RA PHARMACEUTICALS, INC. (NASDAQ:RARX) Files An 8-K Other Events
Item 8.01. Other Events

As previously reported, Ra Pharmaceuticals, Inc., a Delaware corporation (the “Company”), UCB S.A., a société anonyme formed under the laws of Belgium (“UCB”), and Franq Merger Sub, Inc., a Delaware corporation and an indirect wholly owned subsidiary of UCB (“Merger Sub”), entered into an Agreement and Plan of Merger dated as of October 9, 2019 providing for the merger of Merger Sub with and into the Company (the “Merger”), with the Company surviving the Merger as an indirect wholly owned subsidiary of UCB. In connection with the Merger, on October 23, 2019, the Company and UCB filed the notification and report forms required under the Hart-Scott-Rodino Antitrust Improvements Act of 1976, as amended (the “HSR Act”), with the Federal Trade Commission (the “FTC”) and the Antitrust Division of the Department of Justice (the “DOJ”).

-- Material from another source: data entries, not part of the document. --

//! IPv6 header and ICMPv6 Neighbor Discovery parsing

use std::net::Ipv6Addr;

use crate::reader::Reader;

/// Fixed IPv6 header length
pub const IPV6_HEADER_LEN: usize = 40;

/// ICMPv6 header length (type, code, checksum, message body word)
pub const ICMPV6_HEADER_LEN: usize = 8;

/// Neighbor solicit/advertise message length, ICMPv6 header included
pub const ND_MESSAGE_LEN: usize = 24;

/// IPv6 next-header value for ICMPv6
pub const IPPROTO_ICMPV6: u8 = 58;

/// ICMPv6 type: neighbor solicitation
pub const ND_NEIGHBOR_SOLICIT: u8 = 135;
/// ICMPv6 type: neighbor advertisement
pub const ND_NEIGHBOR_ADVERT: u8 = 136;

/// ND option: source link-layer address
pub const ND_OPT_SOURCE_LINKADDR: u8 = 1;
/// ND option: target link-layer address
pub const ND_OPT_TARGET_LINKADDR: u8 = 2;

/// The fields of the fixed IPv6 header this system uses
#[derive(Debug, Clone, Copy)]
pub struct Ipv6Header {
    /// Declared payload length
    pub payload_len: u16,
    /// Next header protocol number
    pub next_header: u8,
    /// Source address
    pub source: Ipv6Addr,
}

impl Ipv6Header {
    /// Parse an IPv6 header, consuming [`IPV6_HEADER_LEN`] bytes
    pub fn parse(reader: &mut Reader<'_>) -> Option<Self> {
        reader.skip(4)?; // version, traffic class, flow label
        let payload_len = reader.read_u16_be()?;
        let next_header = reader.read_u8()?;
        reader.skip(1)?; // hop limit
        let source = reader.read_ipv6()?;
        reader.skip(16)?; // destination
        Some(Self {
            payload_len,
            next_header,
            source,
        })
    }
}

/// A neighbor solicitation or advertisement message
///
/// Solicitations and advertisements share one layout; only the ICMPv6 type
/// distinguishes them.
#[derive(Debug, Clone, Copy)]
pub struct NeighborMessage {
    /// ICMPv6 type (135 or 136)
    pub icmp_type: u8,
    /// Target address the message is about
    pub target: Ipv6Addr,
}

impl NeighborMessage {
    /// Parse a neighbor discovery message, consuming [`ND_MESSAGE_LEN`] bytes
    pub fn parse(reader: &mut Reader<'_>) -> Option<Self> {
        let icmp_type = reader.read_u8()?;
        reader.skip(3)?; // code, checksum
        reader.skip(4)?; // reserved / flags
        let target = reader.read_ipv6()?;
        Some(Self { icmp_type, target })
    }
}

/// Reasons an ND option sequence is rejected
#[derive(Debug, Clone, Copy, PartialEq, Eq)]
pub enum NdOptionError {
    /// Option declared a length of zero units
    ZeroLength,
    /// Option length runs past the captured bytes
    Overrun,
}

/// A single neighbor discovery option
#[derive(Debug, Clone, Copy, PartialEq, Eq)]
pub struct NdOption<'a> {
    /// Option type
    pub option_type: u8,
    /// Option payload, excluding the two header bytes
    pub payload: &'a [u8],
}

impl NdOption<'_> {
    /// Is this a source or target link-layer address option?
    pub fn is_link_layer(&self) -> bool {
        self.option_type == ND_OPT_SOURCE_LINKADDR || self.option_type == ND_OPT_TARGET_LINKADDR
    }
}

/// Iterator over the ND options trailing a neighbor message
///
/// Option lengths are declared in units of 8 bytes. Fewer than two trailing
/// bytes end the sequence; a zero or overrunning length is an error that
/// rejects the whole frame.
pub struct NdOptions<'a> {
    reader: Reader<'a>,
}

impl<'a> NdOptions<'a> {
    pub fn new(reader: Reader<'a>) -> Self {
        Self { reader }
    }
}

impl<'a> Iterator for NdOptions<'a> {
    type Item = Result<NdOption<'a>, NdOptionError>;

    fn next(&mut self) -> Option<Self::Item> {
        if self.reader.remaining() < 2 {
            return None;
        }
        let option_type = self.reader.read_u8()?;
        let len_units = self.reader.read_u8()?;
        if len_units == 0 {
            return Some(Err(NdOptionError::ZeroLength));
        }
        let payload_len = len_units as usize * 8 - 2;
        match self.reader.take(payload_len) {
            Some(payload) => Some(Ok(NdOption {
                option_type,
                payload,
            })),
            None => Some(Err(NdOptionError::Overrun)),
        }
    }
}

UCB voluntarily withdrew its October 23, 2019 notification and report form effective November 22, 2019 and re-filed such form on November 26, 2019. UCB voluntarily withdrew its November 26, 2019 notification and report form, and the Company voluntarily withdrew its October 23, 2019 notification and report form, in each case, effective December 18, 2019.

Following discussions with the FTC, UCB and the Company re-filed their notification and report forms with the FTC and the DOJ on February 28, 2020. This re-filing restarts the 30 calendar day waiting period applicable to the Merger under the HSR Act. Accordingly, this waiting period will expire at 11:59 p.m., New York City time, on March 30, 2020 unless (i) the period is shortened and the transaction receives “early termination,” (ii) the period is lengthened by a subsequent withdrawal and re-refiling of UCB’s notification and report form, or (iii) the period is lengthened by a reviewing agency that issues a request for additional information and documentary material.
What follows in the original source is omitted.